La tecnología de las células madre nos tiene curados de espanto en los últimos años con la generación en el laboratorio de intestinos, pituitarias, retinas humanas y hasta hamburguesas de vacuno listas para su consumo.
La respuesta es: aún no. Los científicos de Viena ni siquiera admiten estar intentando nada parecido. Su intención es construir un sistema modelo del cerebro humano que permita estudiar con una precisión sin precedentes su proceso de desarrollo en el feto, y también los fundamentos de las enfermedades neurológicas. De hecho, en el trabajo que presentan en el artículo principal de Nature no solo demuestran la generación de minicerebros a partir de células madre embrionarias humanas, sino también la de minicerebros enfermos, obtenidos de células madre iPS —o reprogramadas— de pacientes de microcefalia, una dolencia hereditaria que devuelve el cerebro humano al tamaño del de un australopiteco o un chimpancé. Y lo que ocurre en esos organoides ofrece una clave importante de las causas profundas de esa enfermedad.

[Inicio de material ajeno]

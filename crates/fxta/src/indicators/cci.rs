//! Commodity Channel Index (CCI).
//!
//! ```text
//! TP      = (High + Low + Close) / 3
//! SMA_TP  = SMA(TP, period)
//! MD      = mean(|TP[j] - SMA_TP|) over the window
//! CCI     = (TP - SMA_TP) / (0.015 × MD)
//! ```
//!
//! A window with zero mean deviation (every typical price equal) yields 0.

use crate::candle::typical_prices;
use crate::error::Result;
use crate::kernels::rolling::{window, window_mean, window_mean_abs_deviation};
use crate::series::{undefined, Series};
use crate::traits::{validate_period, validate_same_len, SeriesElement};

/// Lambert's constant scaling the mean deviation.
pub const CCI_CONSTANT: f64 = 0.015;

/// Returns the lookback period for CCI (`period - 1`).
#[inline]
#[must_use]
pub const fn cci_lookback(period: usize) -> usize {
    period.saturating_sub(1)
}

/// Computes the Commodity Channel Index.
///
/// # Errors
///
/// Returns `Error::InvalidPeriod` if `period` is 0, or
/// `Error::LengthMismatch` if the inputs differ in length.
///
/// # Example
///
/// ```
/// use fxta::indicators::cci::cci;
///
/// let high = [2.0_f64, 3.0, 4.0];
/// let low = [1.0_f64, 2.0, 3.0];
/// let close = [1.5_f64, 2.5, 3.5];
///
/// let result = cci(&high, &low, &close, 3).unwrap();
/// // TP = [1.5, 2.5, 3.5], mean 2.5, MD 2/3
/// assert!((result[2].unwrap() - 100.0).abs() < 1e-9);
/// ```
pub fn cci<T: SeriesElement>(high: &[T], low: &[T], close: &[T], period: usize) -> Result<Series<T>> {
    validate_period(period, "cci")?;
    let len = validate_same_len(&[("high", high.len()), ("low", low.len()), ("close", close.len())])?;

    let mut output = undefined(len);
    if len < period {
        return Ok(output);
    }

    let tp = typical_prices(high, low, close);
    let n = T::from_usize(period)?;
    let constant = T::from_f64(CCI_CONSTANT)?;

    for (i, slot) in output.iter_mut().enumerate().skip(period - 1) {
        let w = window(&tp, i, period);
        let mean = window_mean(w, n);
        let deviation = window_mean_abs_deviation(w, mean, n);
        *slot = Some(if deviation > T::zero() {
            (tp[i] - mean) / (constant * deviation)
        } else {
            T::zero()
        });
    }
    Ok(output)
}

/// CCI configuration.
#[derive(Debug, Clone, Copy, PartialEq, Eq, Hash)]
pub struct Cci {
    period: usize,
}

impl Default for Cci {
    /// Period 20.
    fn default() -> Self {
        Self { period: 20 }
    }
}

impl Cci {
    /// Creates a CCI configuration with the default period (20).
    #[must_use]
    pub fn new() -> Self {
        Self::default()
    }

    /// Sets the period.
    #[must_use]
    pub const fn period(mut self, period: usize) -> Self {
        self.period = period;
        self
    }

    /// Returns the period.
    #[must_use]
    pub const fn get_period(&self) -> usize {
        self.period
    }

    /// Returns the lookback for this configuration.
    #[must_use]
    pub const fn lookback(&self) -> usize {
        cci_lookback(self.period)
    }

    /// Computes CCI using the configured period.
    ///
    /// # Errors
    ///
    /// Returns an error if the period is 0 or the inputs differ in length.
    pub fn compute<T: SeriesElement>(&self, high: &[T], low: &[T], close: &[T]) -> Result<Series<T>> {
        cci(high, low, close, self.period)
    }
}
//! CSV parsing for candle input.
//!
//! # Column Detection
//!
//! Columns are matched by header name (case-insensitive, surrounding
//! whitespace ignored), in any order:
//!
//! - `time`, `timestamp`, `date`, `datetime` → candle time (integer epoch seconds)
//! - `open`, `high`, `low`, `close`
//! - `volume`, `vol` → volume (optional; missing means 0)
//!
//! Other columns are ignored.

use std::fs::File;
use std::io::{BufReader, Read};
use std::path::Path;

use csv::{ReaderBuilder, StringRecord};
use fxta::Candle;
use tracing::debug;

use crate::error::{CliError, Result};

/// Positions of the candle fields in a CSV record.
#[derive(Debug, Clone, Copy, PartialEq, Eq)]
struct ColumnMap {
    time: usize,
    open: usize,
    high: usize,
    low: usize,
    close: usize,
    volume: Option<usize>,
}

/// Normalize a column header name for matching.
fn normalize_header(header: &str) -> String {
    header.trim().to_lowercase()
}

impl ColumnMap {
    fn from_headers(headers: &StringRecord) -> Result<Self> {
        let find = |names: &[&str]| {
            headers
                .iter()
                .position(|h| names.contains(&normalize_header(h).as_str()))
        };
        let require = |names: &[&str]| {
            find(names).ok_or_else(|| CliError::CsvParseError {
                message: format!("missing '{}' column", names[0]),
                line: Some(1),
            })
        };

        Ok(Self {
            time: require(&["time", "timestamp", "date", "datetime"])?,
            open: require(&["open"])?,
            high: require(&["high"])?,
            low: require(&["low"])?,
            close: require(&["close"])?,
            volume: find(&["volume", "vol"]),
        })
    }
}

fn field<'r>(record: &'r StringRecord, idx: usize, name: &str, line: usize) -> Result<&'r str> {
    match record.get(idx).map(str::trim) {
        Some(value) if !value.is_empty() => Ok(value),
        _ => Err(CliError::CsvParseError {
            message: format!("missing {name} value"),
            line: Some(line),
        }),
    }
}

fn parse_price(record: &StringRecord, idx: usize, name: &str, line: usize) -> Result<f64> {
    let raw = field(record, idx, name, line)?;
    raw.parse::<f64>().map_err(|_| CliError::CsvParseError {
        message: format!("cannot parse {name} '{raw}' as number"),
        line: Some(line),
    })
}

fn parse_time(record: &StringRecord, idx: usize, line: usize) -> Result<i64> {
    let raw = field(record, idx, "time", line)?;
    raw.parse::<i64>().map_err(|_| CliError::CsvParseError {
        message: format!("cannot parse time '{raw}' as integer epoch seconds"),
        line: Some(line),
    })
}

/// Reads candles from a CSV file.
///
/// # Errors
///
/// Returns `CliError::FileError` if the file cannot be opened, or
/// `CliError::CsvParseError` if the CSV is malformed.
pub fn read_candles<P: AsRef<Path>>(path: P) -> Result<Vec<Candle>> {
    let path = path.as_ref();
    let file = File::open(path).map_err(|source| CliError::FileError {
        path: path.display().to_string(),
        source,
    })?;
    let candles = read_candles_from_reader(BufReader::new(file))?;
    debug!(path = %path.display(), candles = candles.len(), "read candle file");
    Ok(candles)
}

/// Reads candles from any CSV source.
///
/// # Errors
///
/// Returns `CliError::CsvParseError` if the header is missing a required
/// column or a row cannot be parsed.
pub fn read_candles_from_reader<R: Read>(reader: R) -> Result<Vec<Candle>> {
    let mut csv_reader = ReaderBuilder::new()
        .has_headers(true)
        .flexible(true)
        .trim(csv::Trim::All)
        .from_reader(reader);

    let headers = csv_reader.headers()?.clone();
    let columns = ColumnMap::from_headers(&headers)?;
    if columns.volume.is_none() {
        debug!("no volume column, using 0");
    }

    let mut candles = Vec::new();
    for result in csv_reader.records() {
        let record = result?;
        let line = record
            .position()
            .and_then(|p| usize::try_from(p.line()).ok())
            .unwrap_or(candles.len() + 2);

        let volume = match columns.volume {
            Some(idx) => parse_price(&record, idx, "volume", line)?,
            None => 0.0,
        };
        candles.push(Candle::new(
            parse_time(&record, columns.time, line)?,
            parse_price(&record, columns.open, "open", line)?,
            parse_price(&record, columns.high, "high", line)?,
            parse_price(&record, columns.low, "low", line)?,
            parse_price(&record, columns.close, "close", line)?,
            volume,
        ));
    }
    Ok(candles)
}
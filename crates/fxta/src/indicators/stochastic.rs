//! Stochastic Oscillator.
//!
//! The Stochastic Oscillator locates the close within the high/low range of
//! the last `k_period` bars.
//!
//! # Formula
//!
//! ```text
//! %K[i] = 100 × (Close[i] - LL) / (HH - LL)
//! %D[i] = mean(%K[i-d_period+1..=i])
//! ```
//!
//! where HH and LL are the highest high and lowest low over the `k_period`
//! bars ending at `i`.
//!
//! # Edge Cases
//!
//! - When HH == LL (flat range), %K = 50
//!
//! # Undefined prefix
//!
//! - %K: first `k_period - 1` values
//! - %D: first `k_period + d_period - 2` values
//!
//! # Example
//!
//! ```
//! use fxta::indicators::stochastic::stochastic;
//!
//! let high = vec![10.0_f64, 11.0, 12.0, 13.0];
//! let low = vec![8.0_f64, 9.0, 10.0, 11.0];
//! let close = vec![9.0_f64, 10.5, 11.5, 12.5];
//!
//! let result = stochastic(&high, &low, &close, 3, 2).unwrap();
//! assert_eq!(result.k[1], None);
//! // (11.5 - 8) / (12 - 8)
//! assert_eq!(result.k[2], Some(87.5));
//! assert_eq!(result.d[2], None);
//! assert!(result.d[3].is_some());
//! ```

use crate::error::Result;
use crate::kernels::rolling_extrema::rolling_extrema;
use crate::series::{undefined, Series};
use crate::traits::{validate_period, validate_same_len, SeriesElement};

/// Output of the Stochastic Oscillator.
#[derive(Debug, Clone, PartialEq)]
pub struct StochasticOutput<T> {
    /// %K line.
    pub k: Series<T>,
    /// %D line, the simple mean of the last `d_period` %K values.
    pub d: Series<T>,
}

impl<T> StochasticOutput<T> {
    /// Returns the length of the output series.
    #[must_use]
    pub fn len(&self) -> usize {
        self.k.len()
    }

    /// Returns true if the output is empty.
    #[must_use]
    pub fn is_empty(&self) -> bool {
        self.k.is_empty()
    }
}

/// Lookback of the %K line.
#[inline]
#[must_use]
pub const fn stochastic_k_lookback(k_period: usize) -> usize {
    k_period.saturating_sub(1)
}

/// Lookback of the %D line.
#[inline]
#[must_use]
pub const fn stochastic_d_lookback(k_period: usize, d_period: usize) -> usize {
    (k_period + d_period).saturating_sub(2)
}

/// Computes the Stochastic Oscillator.
///
/// # Errors
///
/// Returns `Error::InvalidPeriod` if either period is 0, or
/// `Error::LengthMismatch` if the inputs differ in length.
pub fn stochastic<T: SeriesElement>(
    high: &[T],
    low: &[T],
    close: &[T],
    k_period: usize,
    d_period: usize,
) -> Result<StochasticOutput<T>> {
    validate_period(k_period, "stochastic")?;
    validate_period(d_period, "stochastic")?;
    let len = validate_same_len(&[("high", high.len()), ("low", low.len()), ("close", close.len())])?;

    let hundred = T::hundred();
    let extrema = rolling_extrema(high, low, k_period)?;

    let mut k = undefined(len);
    for (i, slot) in k.iter_mut().enumerate() {
        if let (Some(hh), Some(ll)) = (extrema.max[i], extrema.min[i]) {
            let range = hh - ll;
            *slot = Some(if range > T::zero() {
                (close[i] - ll) / range * hundred
            } else {
                T::fifty()
            });
        }
    }

    let d_n = T::from_usize(d_period)?;
    let mut d = undefined(len);
    let d_start = stochastic_d_lookback(k_period, d_period);
    for (i, slot) in d.iter_mut().enumerate().skip(d_start) {
        let sum = k[i + 1 - d_period..=i]
            .iter()
            .rev()
            .flatten()
            .fold(T::zero(), |acc, &v| acc + v);
        *slot = Some(sum / d_n);
    }

    Ok(StochasticOutput { k, d })
}

/// Stochastic configuration.
#[derive(Debug, Clone, Copy, PartialEq, Eq, Hash)]
pub struct Stochastic {
    k_period: usize,
    d_period: usize,
}

impl Default for Stochastic {
    /// Standard parameters (14, 3).
    fn default() -> Self {
        Self {
            k_period: 14,
            d_period: 3,
        }
    }
}

impl Stochastic {
    /// Creates a configuration with standard parameters (14, 3).
    #[must_use]
    pub fn new() -> Self {
        Self::default()
    }

    /// Sets the %K period.
    #[must_use]
    pub const fn k_period(mut self, period: usize) -> Self {
        self.k_period = period;
        self
    }

    /// Sets the %D period.
    #[must_use]
    pub const fn d_period(mut self, period: usize) -> Self {
        self.d_period = period;
        self
    }

    /// Returns the %K period.
    #[must_use]
    pub const fn get_k_period(&self) -> usize {
        self.k_period
    }

    /// Returns the %D period.
    #[must_use]
    pub const fn get_d_period(&self) -> usize {
        self.d_period
    }

    /// Returns the %D lookback.
    #[must_use]
    pub const fn lookback(&self) -> usize {
        stochastic_d_lookback(self.k_period, self.d_period)
    }

    /// Computes the oscillator using the configured periods.
    ///
    /// # Errors
    ///
    /// Returns an error if a period is 0 or the inputs differ in length.
    pub fn compute<T: SeriesElement>(
        &self,
        high: &[T],
        low: &[T],
        close: &[T],
    ) -> Result<StochasticOutput<T>> {
        stochastic(high, low, close, self.k_period, self.d_period)
    }
}
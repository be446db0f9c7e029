//! Rolling extrema using a monotonic deque.
//!
//! # Algorithm
//!
//! The deque holds indices whose values are monotonically ordered:
//! decreasing for rolling max, increasing for rolling min. The front is always
//! the extremum of the current window, so each element is pushed and popped at
//! most once.
//!
//! # Complexity
//!
//! - Time: O(n), amortized O(1) per element
//! - Space: O(k) for the deque, where k is the period
//!
//! Stochastic, Williams %R, Donchian Channels and Ichimoku all need the
//! highest high and lowest low over a trailing window and use this kernel.
//!
//! # Example
//!
//! ```
//! use fxta::kernels::rolling_extrema::{rolling_max, rolling_min};
//!
//! let data = vec![3.0_f64, 1.0, 4.0, 1.0, 5.0, 9.0, 2.0, 6.0];
//!
//! let max = rolling_max(&data, 3).unwrap();
//! assert_eq!(max[1], None);
//! assert_eq!(max[2], Some(4.0)); // max of [3, 1, 4]
//! assert_eq!(max[5], Some(9.0)); // max of [1, 5, 9]
//!
//! let min = rolling_min(&data, 3).unwrap();
//! assert_eq!(min[2], Some(1.0));
//! ```

use std::collections::VecDeque;
use std::marker::PhantomData;

use crate::error::Result;
use crate::series::{undefined, Series};
use crate::traits::{validate_period, SeriesElement};

/// Upper bound on the deque's initial allocation; larger windows grow on
/// demand.
const MAX_PREALLOCATED: usize = 4096;

/// Which extremum a [`MonotonicDeque`] tracks.
#[derive(Debug, Clone, Copy, PartialEq, Eq)]
pub enum Extremum {
    /// Rolling maximum.
    Max,
    /// Rolling minimum.
    Min,
}

/// A monotonic deque for tracking the extremum of a sliding window.
#[derive(Debug, Clone)]
pub struct MonotonicDeque<T> {
    deque: VecDeque<usize>,
    period: usize,
    extremum: Extremum,
    _phantom: PhantomData<T>,
}

impl<T: SeriesElement> MonotonicDeque<T> {
    /// Creates a deque tracking `extremum` over windows of `period` elements.
    #[must_use]
    pub fn new(period: usize, extremum: Extremum) -> Self {
        Self {
            deque: VecDeque::with_capacity(period.min(MAX_PREALLOCATED)),
            period,
            extremum,
            _phantom: PhantomData,
        }
    }

    /// Returns the window size.
    #[must_use]
    pub const fn period(&self) -> usize {
        self.period
    }

    /// Pushes `data[index]` and expires indices that left the window.
    ///
    /// Indices must be pushed in increasing order.
    #[inline]
    pub fn push(&mut self, index: usize, data: &[T]) {
        let value = data[index];
        while let Some(&back) = self.deque.back() {
            let dominated = match self.extremum {
                Extremum::Max => value >= data[back],
                Extremum::Min => value <= data[back],
            };
            if dominated {
                self.deque.pop_back();
            } else {
                break;
            }
        }
        self.deque.push_back(index);

        if index >= self.period {
            let window_start = index + 1 - self.period;
            while let Some(&front) = self.deque.front() {
                if front < window_start {
                    self.deque.pop_front();
                } else {
                    break;
                }
            }
        }
    }

    /// Index of the current extremum, if any element has been pushed.
    #[inline]
    #[must_use]
    pub fn front_index(&self) -> Option<usize> {
        self.deque.front().copied()
    }

    /// Current extremum value.
    #[inline]
    pub fn extremum(&self, data: &[T]) -> Option<T> {
        self.front_index().map(|idx| data[idx])
    }
}

/// Rolling extrema output: highest and lowest value per window.
#[derive(Debug, Clone, PartialEq)]
pub struct RollingExtremaOutput<T> {
    /// Rolling maximum values.
    pub max: Series<T>,
    /// Rolling minimum values.
    pub min: Series<T>,
}

fn rolling<T: SeriesElement>(data: &[T], period: usize, extremum: Extremum) -> Series<T> {
    let mut output = undefined(data.len());
    if data.len() < period {
        return output;
    }
    let mut deque = MonotonicDeque::new(period, extremum);
    for i in 0..data.len() {
        deque.push(i, data);
        if i + 1 >= period {
            output[i] = deque.extremum(data);
        }
    }
    output
}

/// Rolling maximum over the trailing `period` elements.
///
/// Positions `0..period - 1` are undefined.
///
/// # Errors
///
/// Returns `Error::InvalidPeriod` if `period` is 0.
pub fn rolling_max<T: SeriesElement>(data: &[T], period: usize) -> Result<Series<T>> {
    validate_period(period, "rolling_max")?;
    Ok(rolling(data, period, Extremum::Max))
}

/// Rolling minimum over the trailing `period` elements.
///
/// Positions `0..period - 1` are undefined.
///
/// # Errors
///
/// Returns `Error::InvalidPeriod` if `period` is 0.
pub fn rolling_min<T: SeriesElement>(data: &[T], period: usize) -> Result<Series<T>> {
    validate_period(period, "rolling_min")?;
    Ok(rolling(data, period, Extremum::Min))
}

/// Highest of `high` and lowest of `low` over the same trailing window.
///
/// The caller guarantees `high` and `low` have equal lengths.
///
/// # Errors
///
/// Returns `Error::InvalidPeriod` if `period` is 0.
pub fn rolling_extrema<T: SeriesElement>(
    high: &[T],
    low: &[T],
    period: usize,
) -> Result<RollingExtremaOutput<T>> {
    validate_period(period, "rolling_extrema")?;
    Ok(RollingExtremaOutput {
        max: rolling(high, period, Extremum::Max),
        min: rolling(low, period, Extremum::Min),
    })
}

Aunque Lancaster, Knoblich y sus colegas han tenido que poner a punto muchas condiciones experimentales —medios de cultivo, factores de crecimiento, rotación de los biorreactores—, la verdadera clave de su éxito está en la asombrosa capacidad de autoorganización de las células humanas en desarrollo. En un sentido profundo, las células madre de su experimento han logrado hacer un minicerebro humano porque eso es exactamente lo que hacen durante el desarrollo normal. El truco es engañarlas para que crean que se hallan en su entorno natural, y no en el tubo de ensayo en el que están.
La idea de cultivar cerebros a partir de células madre no es una genialidad de los investigadores de Viena, sino que ha ido cristalizando gradualmente durante el último lustro. Ya en 2008 otros laboratorios mostraron, trabajando con células madre de ratón, que las células madre embrionarias maduradas en placas de cultivo eran capaces de generar por sí solas una serie de ondas de neuronas, en un proceso similar al que ocurre durante el desarrollo del córtex cerebral de los mamíferos. Trabajos posteriores obtuvieron evidencias de que las células madre podían agregarse en suspensión y autoorganizarse en estratos concéntricos similares a las seis capas que forman el córtex humano, la arrugada y fea estructura más exterior del cerebro que fue premonitoriamente descrita por Cajal y constituye la sede de nuestra mente.
Pero los científicos de Viena han ido ahora mucho más allá. Sus organoides cerebrales crecen ordenadamente hasta alcanzar los cuatro milímetros de diámetro —subir de ahí no es posible sin un sistema circulatorio que alimente de oxígeno al tejido— y pueden mantenerse en un reactor de forma aparentemente indefinida: 10 meses por ahora, pero quién sabe cuánto más. Los organoides presentan una cavidad interna similar a los ventrículos del cerebro que transportan el fluido cerebroespinal, y también estructuras similares a los plexos coroideos que generan ese fluido. Los tejidos que rodean ese ventrículo parecen diferenciarse, según todas las evidencias anatómicas y moleculares, en las distintas áreas anteriores, medias y posteriores típicas del cerebro normal en desarrollo.
Casi todo lo que se sabe sobre la biología humana se ha inferido investigando sistemas modelo mucho más accesibles a la experimentación, como levaduras, gusanos, moscas y ratones. Una de las mayores sorpresas que ha deparado la genómica contemporánea, por ejemplo, es que la lista de genes de los ratones y los humanos son virtualmente idénticas. Si en algo nos distinguimos de un ratón, sin embargo, es precisamente en el tamaño del córtex cerebral, y este es uno de los grandes problemas a los que se enfrenta el estudio de los fundamentos biológicos de las enfermedades neurológicas.
Un buen ejemplo es la microcefalia, una enfermedad genética —o un conjunto de ellas, puesto que se conocen mutaciones en cinco genes distintos que conducen a esta malformación— que devuelve el cerebro humano al tamaño del de un australopiteco: en cierto sentido, una regresión evolutiva a los bosques africanos de hace cuatro millones de años.
Otro de los chocantes logros de Lancaster y sus colegas es que, partiendo de células madre reprogramadas a partir de células de pacientes de microcefalia, han conseguido desarrollar organoides cerebrales que pueden suplir esa carencia y funcionar como modelos de esa malformación. Según sus datos, la microcefalia se debe a que las células precursoras de las neuronas se diferencian demasiado pronto como neuronas propiamente dichas, en lugar de seguir proliferando para multiplicar exponencialmente el tamaño del córtex. Es solo el principio de lo que promete convertirse en una línea de investigación radicalmente nueva.
¿Puede crearse una mente en el tubo de ensayo? La respuesta es que todavía no. Pero el énfasis parece estar hoy en la palabra todavía.